Andrew R. Jassy (born January 13, 1968) is an American business executive who is the president and chief executive officer (CEO) of Amazon. Before being appointed by Jeff Bezos and the Amazon board during the fourth quarter of 2020, Jassy served as the SVP and later as the CEO of AWS from 2003 to 2021.

Early life and education
Jassy is the son of Margery and Everett L. Jassy of Scarsdale, New York. Jewish with Hungarian ancestry, his father was a senior partner in the corporate law firm Dewey Ballantine in New York City, and chairman of the firm's management committee. Jassy grew up in Scarsdale, and attended Scarsdale High School, where he played varsity soccer and tennis.

Jassy graduated cum laude from Harvard College in government, where he was advertising manager of The Harvard Crimson, before earning an MBA from Harvard Business School. In 1989, he wrote in The Crimson that the newspaper should continue to publish advertisements from Eastern Air Lines, despite an ongoing labor dispute there.

Career
Jassy worked for five years after graduation before entering his MBA program as a project manager for a collectibles company, MBI, and then he and an MBI colleague started a company and closed it down.

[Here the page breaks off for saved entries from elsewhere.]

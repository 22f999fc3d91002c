//! Integration tests for the inventory counting lifecycle.
//!
//! These tests verify the end-to-end flow across handlers:
//! 1. A session is created for a warehouse and month (cap + auto-numbering)
//! 2. Counts are registered against it with unit conversion
//! 3. The session is closed exactly once
//! 4. Writes after closing and duplicate counts are rejected
//!
//! Uses in-memory implementations that enforce the same uniqueness rules
//! as the storage constraints, so conflict paths are exercised without a
//! database.

use std::sync::{Arc, Mutex};

use async_trait::async_trait;
use chrono::{TimeZone, Utc};

use stocktake::application::handlers::inventory::{
    AddProductsCommand, AddProductsHandler, CloseSessionCommand, CloseSessionHandler,
    CreateSessionCommand, CreateSessionHandler, ListCountsHandler, ListCountsQuery,
    RegisterCountCommand, RegisterCountHandler,
};
use stocktake::domain::flag::FeatureFlag;
use stocktake::domain::foundation::{
    DomainError, ErrorCode, FlagId, Period, ProductId, SessionId, Timestamp, UnitId, UserId,
    UserRole, WarehouseId,
};
use stocktake::domain::inventory::{
    InventoryCount, InventorySession, RESTRICT_CREATION_WINDOW_FLAG,
};
use stocktake::domain::product::Product;
use stocktake::domain::unit::MeasurementUnit;
use stocktake::ports::{
    CountRepository, FeatureFlagRepository, ProductRepository, SessionFilter, SessionRepository,
    UnitRepository,
};

// =============================================================================
// Test Infrastructure
// =============================================================================

/// In-memory session repository enforcing the (warehouse, period,
/// count_number) uniqueness constraint.
struct TestSessionRepository {
    sessions: Mutex<Vec<InventorySession>>,
}

impl TestSessionRepository {
    fn new() -> Self {
        Self {
            sessions: Mutex::new(Vec::new()),
        }
    }
}

#[async_trait]
impl SessionRepository for TestSessionRepository {
    async fn save(&self, session: &InventorySession) -> Result<(), DomainError> {
        let mut sessions = self.sessions.lock().unwrap();
        if sessions.iter().any(|s| {
            s.warehouse_id() == session.warehouse_id()
                && s.period() == session.period()
                && s.count_number() == session.count_number()
        }) {
            return Err(DomainError::rule_violated(
                "An inventory session with this count number already exists for the period",
            ));
        }
        sessions.push(session.clone());
        Ok(())
    }

    async fn update(&self, session: &InventorySession) -> Result<(), DomainError> {
        let mut sessions = self.sessions.lock().unwrap();
        match sessions.iter_mut().find(|s| s.id() == session.id()) {
            Some(slot) => {
                *slot = session.clone();
                Ok(())
            }
            None => Err(DomainError::new(
                ErrorCode::SessionNotFound,
                "Inventory session not found",
            )),
        }
    }

    async fn get_by_id(&self, id: &SessionId) -> Result<Option<InventorySession>, DomainError> {
        Ok(self
            .sessions
            .lock()
            .unwrap()
            .iter()
            .find(|s| s.id() == id)
            .cloned())
    }

    async fn list_by_warehouse(
        &self,
        warehouse_id: &WarehouseId,
    ) -> Result<Vec<InventorySession>, DomainError> {
        Ok(self
            .sessions
            .lock()
            .unwrap()
            .iter()
            .filter(|s| s.warehouse_id() == warehouse_id)
            .cloned()
            .collect())
    }

    async fn list_filtered(
        &self,
        _filter: &SessionFilter,
    ) -> Result<Vec<InventorySession>, DomainError> {
        Ok(self.sessions.lock().unwrap().clone())
    }
}

/// In-memory count repository enforcing the (session, product)
/// uniqueness constraint.
struct TestCountRepository {
    counts: Mutex<Vec<InventoryCount>>,
}

impl TestCountRepository {
    fn new() -> Self {
        Self {
            counts: Mutex::new(Vec::new()),
        }
    }

    fn stored(&self) -> Vec<InventoryCount> {
        self.counts.lock().unwrap().clone()
    }
}

#[async_trait]
impl CountRepository for TestCountRepository {
    async fn save(&self, count: &InventoryCount) -> Result<(), DomainError> {
        let mut counts = self.counts.lock().unwrap();
        if counts
            .iter()
            .any(|c| c.session_id() == count.session_id() && c.product_id() == count.product_id())
        {
            return Err(DomainError::rule_violated(
                "An inventory count already exists for this product in the session",
            ));
        }
        counts.push(count.clone());
        Ok(())
    }

    async fn list_by_session(
        &self,
        session_id: &SessionId,
    ) -> Result<Vec<InventoryCount>, DomainError> {
        let mut counts: Vec<InventoryCount> = self
            .counts
            .lock()
            .unwrap()
            .iter()
            .filter(|c| c.session_id() == session_id)
            .cloned()
            .collect();
        counts.sort_by_key(|c| *c.created_at());
        Ok(counts)
    }

    async fn exists_by_session_and_product(
        &self,
        session_id: &SessionId,
        product_id: &ProductId,
    ) -> Result<bool, DomainError> {
        Ok(self
            .counts
            .lock()
            .unwrap()
            .iter()
            .any(|c| c.session_id() == session_id && c.product_id() == product_id))
    }

    async fn count_by_session(&self, session_id: &SessionId) -> Result<u64, DomainError> {
        Ok(self
            .counts
            .lock()
            .unwrap()
            .iter()
            .filter(|c| c.session_id() == session_id)
            .count() as u64)
    }
}

/// Fixed product catalog.
struct TestProductRepository {
    products: Vec<Product>,
}

#[async_trait]
impl ProductRepository for TestProductRepository {
    async fn get_by_id(&self, id: &ProductId) -> Result<Option<Product>, DomainError> {
        Ok(self.products.iter().find(|p| p.id() == id).cloned())
    }

    async fn list_active(&self) -> Result<Vec<Product>, DomainError> {
        Ok(self.products.clone())
    }
}

/// Keyed flag store.
struct TestFlagRepository {
    flags: Mutex<Vec<FeatureFlag>>,
}

impl TestFlagRepository {
    fn empty() -> Self {
        Self {
            flags: Mutex::new(Vec::new()),
        }
    }

    fn with_enabled(key: &str) -> Self {
        let flag = FeatureFlag::new(FlagId::new(), key, true, None, Timestamp::now()).unwrap();
        Self {
            flags: Mutex::new(vec![flag]),
        }
    }
}

#[async_trait]
impl FeatureFlagRepository for TestFlagRepository {
    async fn get_by_key(&self, key: &str) -> Result<Option<FeatureFlag>, DomainError> {
        Ok(self
            .flags
            .lock()
            .unwrap()
            .iter()
            .find(|f| f.key() == key)
            .cloned())
    }

    async fn get_by_id(&self, id: &FlagId) -> Result<Option<FeatureFlag>, DomainError> {
        Ok(self
            .flags
            .lock()
            .unwrap()
            .iter()
            .find(|f| f.id() == id)
            .cloned())
    }

    async fn list_all(&self) -> Result<Vec<FeatureFlag>, DomainError> {
        Ok(self.flags.lock().unwrap().clone())
    }

    async fn save(&self, flag: &FeatureFlag) -> Result<(), DomainError> {
        self.flags.lock().unwrap().push(flag.clone());
        Ok(())
    }

    async fn update(&self, flag: &FeatureFlag) -> Result<(), DomainError> {
        let mut flags = self.flags.lock().unwrap();
        match flags.iter_mut().find(|f| f.id() == flag.id()) {
            Some(slot) => {
                *slot = flag.clone();
                Ok(())
            }
            None => Err(DomainError::new(
                ErrorCode::FlagNotFound,
                "Feature flag not found",
            )),
        }
    }
}

/// Empty unit catalog; counts in these tests carry no entry unit.
struct NoUnitRepository;

#[async_trait]
impl UnitRepository for NoUnitRepository {
    async fn get_by_id(&self, _id: &UnitId) -> Result<Option<MeasurementUnit>, DomainError> {
        Ok(None)
    }

    async fn get_by_ids(&self, _ids: &[UnitId]) -> Result<Vec<MeasurementUnit>, DomainError> {
        Ok(vec![])
    }

    async fn get_by_name(&self, _name: &str) -> Result<Option<MeasurementUnit>, DomainError> {
        Ok(None)
    }

    async fn get_by_abbreviation(
        &self,
        _abbreviation: &str,
    ) -> Result<Option<MeasurementUnit>, DomainError> {
        Ok(None)
    }

    async fn list_active(&self) -> Result<Vec<MeasurementUnit>, DomainError> {
        Ok(vec![])
    }

    async fn save(&self, _unit: &MeasurementUnit) -> Result<(), DomainError> {
        Ok(())
    }

    async fn update(&self, _unit: &MeasurementUnit) -> Result<(), DomainError> {
        Ok(())
    }
}

fn product_with_factor(factor: f64) -> Product {
    let now = Timestamp::now();
    Product::reconstitute(
        ProductId::new(),
        "P-001".to_string(),
        "Bottled water 600ml".to_string(),
        UnitId::new(),
        UnitId::new(),
        factor,
        true,
        now,
        now,
    )
}

struct Fixture {
    create: CreateSessionHandler,
    close: CloseSessionHandler,
    add: AddProductsHandler,
    register: RegisterCountHandler,
    list_counts: ListCountsHandler,
    counts: Arc<TestCountRepository>,
    warehouse_id: WarehouseId,
    product_id: ProductId,
}

fn fixture(flags: TestFlagRepository, factor: f64) -> Fixture {
    let product = product_with_factor(factor);
    let product_id = *product.id();
    let sessions = Arc::new(TestSessionRepository::new());
    let counts = Arc::new(TestCountRepository::new());
    let products = Arc::new(TestProductRepository {
        products: vec![product],
    });
    let flags = Arc::new(flags);

    Fixture {
        create: CreateSessionHandler::new(sessions.clone(), flags),
        close: CloseSessionHandler::new(sessions.clone()),
        add: AddProductsHandler::new(sessions.clone(), counts.clone(), products.clone()),
        register: RegisterCountHandler::new(sessions.clone(), products.clone(), counts.clone()),
        list_counts: ListCountsHandler::new(sessions, counts.clone(), products, Arc::new(NoUnitRepository)),
        counts,
        warehouse_id: WarehouseId::new(),
        product_id,
    }
}

fn create_command(f: &Fixture, year: i32, month: u32, day: u32) -> CreateSessionCommand {
    CreateSessionCommand {
        warehouse_id: f.warehouse_id,
        period: Period::from_year_month(year, month).unwrap(),
        created_by: UserId::new(),
        creator_role: UserRole::WarehouseManager,
        creator_warehouse_ids: vec![f.warehouse_id],
        today: Timestamp::from_datetime(Utc.with_ymd_and_hms(year, month, day, 10, 0, 0).unwrap()),
    }
}

// =============================================================================
// Tests
// =============================================================================

#[tokio::test]
async fn full_counting_cycle_end_to_end() {
    let f = fixture(TestFlagRepository::empty(), 12.0);

    // First session of February 2025
    let session = f.create.handle(create_command(&f, 2025, 2, 2)).await.unwrap();
    assert_eq!(session.count_number(), 1);
    assert!(!session.is_closed());

    // Register 5 packages of a factor-12 product
    let count = f
        .register
        .handle(RegisterCountCommand {
            session_id: *session.id(),
            product_id: f.product_id,
            packaging_quantity: 5,
            measure_unit_id: None,
            actor_warehouse_ids: vec![f.warehouse_id],
            actor_is_admin: false,
        })
        .await
        .unwrap();
    assert_eq!(count.quantity_units(), 60);

    // Close the session
    let closed = f
        .close
        .handle(CloseSessionCommand {
            session_id: *session.id(),
        })
        .await
        .unwrap();
    assert!(closed.is_closed());

    // Adding the product again is rejected: the session is closed
    let err = f
        .add
        .handle(AddProductsCommand {
            session_id: *session.id(),
            product_ids: vec![f.product_id],
        })
        .await
        .unwrap_err();
    assert!(err.is_rule_violation());

    // A second registration trips the (session, product) uniqueness guard
    let err = f
        .register
        .handle(RegisterCountCommand {
            session_id: *session.id(),
            product_id: f.product_id,
            packaging_quantity: 7,
            measure_unit_id: None,
            actor_warehouse_ids: vec![f.warehouse_id],
            actor_is_admin: false,
        })
        .await
        .unwrap_err();
    assert!(err.is_rule_violation());

    // The audit trail still holds exactly the original count
    let views = f
        .list_counts
        .handle(ListCountsQuery {
            session_id: *session.id(),
        })
        .await
        .unwrap();
    assert_eq!(views.len(), 1);
    assert_eq!(views[0].count.quantity_packages(), 5);
    assert_eq!(f.counts.stored().len(), 1);
}

#[tokio::test]
async fn cap_and_numbering_hold_across_the_month() {
    let f = fixture(TestFlagRepository::empty(), 10.0);

    let mut numbers = Vec::new();
    for _ in 0..3 {
        let session = f.create.handle(create_command(&f, 2025, 3, 2)).await.unwrap();
        numbers.push(session.count_number());
    }
    assert_eq!(numbers, vec![1, 2, 3]);

    let err = f
        .create
        .handle(create_command(&f, 2025, 3, 2))
        .await
        .unwrap_err();
    assert!(err.is_rule_violation());

    // The next month starts over at 1
    let session = f.create.handle(create_command(&f, 2025, 4, 1)).await.unwrap();
    assert_eq!(session.count_number(), 1);
}

#[tokio::test]
async fn creation_window_follows_the_flag() {
    // Flag enabled: day 5 is outside the window
    let gated = fixture(
        TestFlagRepository::with_enabled(RESTRICT_CREATION_WINDOW_FLAG),
        10.0,
    );
    let err = gated
        .create
        .handle(create_command(&gated, 2025, 3, 5))
        .await
        .unwrap_err();
    assert!(err.is_rule_violation());

    // Flag disabled: the same request succeeds
    let open = fixture(TestFlagRepository::empty(), 10.0);
    let session = open
        .create
        .handle(create_command(&open, 2025, 3, 5))
        .await
        .unwrap();
    assert_eq!(session.count_number(), 1);
}

#[tokio::test]
async fn membership_rows_are_idempotent_and_zero_quantity() {
    let f = fixture(TestFlagRepository::empty(), 10.0);
    let session = f.create.handle(create_command(&f, 2025, 2, 2)).await.unwrap();

    let cmd = AddProductsCommand {
        session_id: *session.id(),
        product_ids: vec![f.product_id],
    };
    let added = f.add.handle(cmd.clone()).await.unwrap();
    assert_eq!(added.len(), 1);
    assert_eq!(added[0].quantity_packages(), 0);
    assert_eq!(added[0].quantity_units(), 0);

    let second = f.add.handle(cmd).await.unwrap();
    assert!(second.is_empty());
    assert_eq!(f.counts.stored().len(), 1);
}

Jassy joined Amazon as a marketing manager in 1997 with several other Harvard MBA colleagues. In 2003, he and Jeff Bezos came up with the idea to create the cloud computing platform that became known as Amazon Web Services, which launched in 2006. Jassy headed it and its team of 57 people.

In March 2016, Jassy was named Person of the Year by the Financial Times. A month later, Jassy was promoted from senior vice president to chief executive officer of Amazon Web Services. That year Jassy earned $36.6 million.

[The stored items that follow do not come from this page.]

//! InventorySession entity and lifecycle rules.
//!
//! One physical-stock-count exercise for a warehouse in a given month.
//! Sessions are numbered 1..=3 within their (warehouse, period); numbering
//! is monotonic and never reused, so closing a session does not free a
//! slot within the same period.
//!
//! # Invariants
//!
//! - At most [`MAX_SESSIONS_PER_PERIOD`] sessions per (warehouse, period)
//! - `count_number` values within a period are unique, assigned by
//!   auto-increment at creation
//! - A closed session (`closed_at` set) is terminal

use serde::{Deserialize, Serialize};

use crate::domain::foundation::{DomainError, Period, SessionId, Timestamp, UserId, WarehouseId};

/// Cap on sessions per warehouse and period.
pub const MAX_SESSIONS_PER_PERIOD: usize = 3;

/// Calendar days of the month on which sessions may be created when the
/// date-restriction flag is enabled.
pub const ALLOWED_CREATION_DAYS: [u32; 3] = [1, 2, 3];

/// Feature flag key gating the creation-window rule.
pub const RESTRICT_CREATION_WINDOW_FLAG: &str = "ENABLE_INVENTORY_DATE_RESTRICTION";

/// An inventory count session: OPEN until closed, CLOSED is terminal.
#[derive(Debug, Clone, PartialEq, Eq, Serialize, Deserialize)]
pub struct InventorySession {
    id: SessionId,
    warehouse_id: WarehouseId,
    period: Period,
    count_number: i32,
    created_by: UserId,
    created_at: Timestamp,
    closed_at: Option<Timestamp>,
}

impl InventorySession {
    /// Create a new open session.
    pub fn new(
        id: SessionId,
        warehouse_id: WarehouseId,
        period: Period,
        count_number: i32,
        created_by: UserId,
        now: Timestamp,
    ) -> Self {
        Self {
            id,
            warehouse_id,
            period,
            count_number,
            created_by,
            created_at: now,
            closed_at: None,
        }
    }

    /// Reconstitute a session from persistence.
    pub fn reconstitute(
        id: SessionId,
        warehouse_id: WarehouseId,
        period: Period,
        count_number: i32,
        created_by: UserId,
        created_at: Timestamp,
        closed_at: Option<Timestamp>,
    ) -> Self {
        Self {
            id,
            warehouse_id,
            period,
            count_number,
            created_by,
            created_at,
            closed_at,
        }
    }

    pub fn id(&self) -> &SessionId {
        &self.id
    }

    pub fn warehouse_id(&self) -> &WarehouseId {
        &self.warehouse_id
    }

    pub fn period(&self) -> Period {
        self.period
    }

    pub fn count_number(&self) -> i32 {
        self.count_number
    }

    pub fn created_by(&self) -> &UserId {
        &self.created_by
    }

    pub fn created_at(&self) -> &Timestamp {
        &self.created_at
    }

    pub fn closed_at(&self) -> Option<&Timestamp> {
        self.closed_at.as_ref()
    }

    /// Returns true once the session has been closed.
    pub fn is_closed(&self) -> bool {
        self.closed_at.is_some()
    }

    /// Fails with a rule violation when the session is closed.
    ///
    /// Session-scoped write operations call this before touching counts.
    pub fn ensure_open(&self) -> Result<(), DomainError> {
        if self.is_closed() {
            return Err(DomainError::rule_violated(
                "Inventory session is already closed",
            ));
        }
        Ok(())
    }

    /// Returns a closed snapshot.
    ///
    /// Closing is not idempotent: closing twice is an operator error, not
    /// a no-op.
    ///
    /// # Errors
    ///
    /// - `RuleViolated` if the session is already closed
    pub fn closed(&self, now: Timestamp) -> Result<Self, DomainError> {
        self.ensure_open()?;
        Ok(Self {
            id: self.id,
            warehouse_id: self.warehouse_id,
            period: self.period,
            count_number: self.count_number,
            created_by: self.created_by,
            created_at: self.created_at,
            closed_at: Some(now),
        })
    }
}

/// Returns true when `today` falls inside the allowed creation window.
pub fn creation_window_allows(today: &Timestamp) -> bool {
    ALLOWED_CREATION_DAYS.contains(&today.day_of_month())
}

/// Next count number for a period, given the sessions already in it.
///
/// Counts existing sessions regardless of open/closed status: the cap is
/// count-based, so closing never frees a slot.
///
/// # Errors
///
/// - `RuleViolated` when the period already holds
///   [`MAX_SESSIONS_PER_PERIOD`] sessions
pub fn next_count_number(existing_in_period: &[&InventorySession]) -> Result<i32, DomainError> {
    if existing_in_period.len() >= MAX_SESSIONS_PER_PERIOD {
        return Err(DomainError::rule_violated(format!(
            "Maximum {} sessions per month per warehouse",
            MAX_SESSIONS_PER_PERIOD
        )));
    }
    let max = existing_in_period
        .iter()
        .map(|s| s.count_number())
        .max()
        .unwrap_or(0);
    Ok(max + 1)
}

#[cfg(test)]
mod tests {
    use super::*;
    use chrono::{TimeZone, Utc};

    fn session(count_number: i32) -> InventorySession {
        InventorySession::new(
            SessionId::new(),
            WarehouseId::new(),
            Period::from_year_month(2025, 2).unwrap(),
            count_number,
            UserId::new(),
            Timestamp::now(),
        )
    }

    fn day(d: u32) -> Timestamp {
        Timestamp::from_datetime(Utc.with_ymd_and_hms(2025, 2, d, 12, 0, 0).unwrap())
    }

    #[test]
    fn first_session_gets_number_one() {
        assert_eq!(next_count_number(&[]).unwrap(), 1);
    }

    #[test]
    fn numbers_increment_from_existing_max() {
        let first = session(1);
        assert_eq!(next_count_number(&[&first]).unwrap(), 2);

        let second = session(2);
        assert_eq!(next_count_number(&[&first, &second]).unwrap(), 3);
    }

    #[test]
    fn fourth_session_violates_the_cap() {
        let existing = [session(1), session(2), session(3)];
        let refs: Vec<&InventorySession> = existing.iter().collect();
        let err = next_count_number(&refs).unwrap_err();
        assert!(err.is_rule_violation());
    }

    #[test]
    fn closed_sessions_still_count_toward_the_cap() {
        let closed: Vec<InventorySession> = (1..=3)
            .map(|n| session(n).closed(Timestamp::now()).unwrap())
            .collect();
        let refs: Vec<&InventorySession> = closed.iter().collect();
        assert!(next_count_number(&refs).is_err());
    }

    #[test]
    fn window_allows_only_first_three_days() {
        assert!(creation_window_allows(&day(1)));
        assert!(creation_window_allows(&day(2)));
        assert!(creation_window_allows(&day(3)));
        assert!(!creation_window_allows(&day(4)));
        assert!(!creation_window_allows(&day(28)));
    }

    #[test]
    fn new_session_is_open() {
        let session = session(1);
        assert!(!session.is_closed());
        assert!(session.ensure_open().is_ok());
    }

    #[test]
    fn closing_sets_closed_at_once() {
        let open = session(1);
        let closed = open.closed(Timestamp::now()).unwrap();
        assert!(closed.is_closed());

        let err = closed.closed(Timestamp::now()).unwrap_err();
        assert!(err.is_rule_violation());
    }

    #[test]
    fn closed_session_rejects_writes() {
        let closed = session(1).closed(Timestamp::now()).unwrap();
        assert!(closed.ensure_open().is_err());
    }
}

For his work as chief executive officer of Amazon Web Services, Jassy earned a base compensation of $175,000 in 2020, plus a restricted stock unit award of 4,023 shares (a value of $12,104,844.93 as of July 26, 2020) of Amazon with vesting beginning in 2023. He also received a restricted stock unit award in April 2018 for 10,000 shares (a value of $30,089,100 as of July 26, 2020), which vest 37.5% in 2021, 12.5% in 2022, 37.5% in 2023, and 12.5% in 2024.

In January 2021, Bezos designated Jassy his official successor as CEO; the announcement was made on February 2 during Q4's earnings release. The transition was scheduled for Q3 2021, and on May 26 July 5 was confirmed as the handover date. Jassy assumed the office on the same day as Bezos had founded the company in 1994. During his first year running Amazon, he received a pay package of $212.7 million, a substantial increase from his 2020 compensation.

Personal life
In 1997, Jassy married Elana Rochelle Caplan, a fashion designer for Eddie Bauer and graduate of the Philadelphia College of Textiles and Science, at a Loews Hotel in Santa Monica, California.  Their wedding was officiated by New York Rabbi James Brandt, a cousin of Elana. Both their fathers were senior partners in law firm Dewey Ballantine. Jassy and Caplan have two children.

They live in the Capitol Hill neighborhood of Seattle in a 10,000-square-foot house bought in 2009 for $3.1 million. In October 2020, it was reported that Jassy had bought a $6.7 million 5,500-square-foot house in Santa Monica.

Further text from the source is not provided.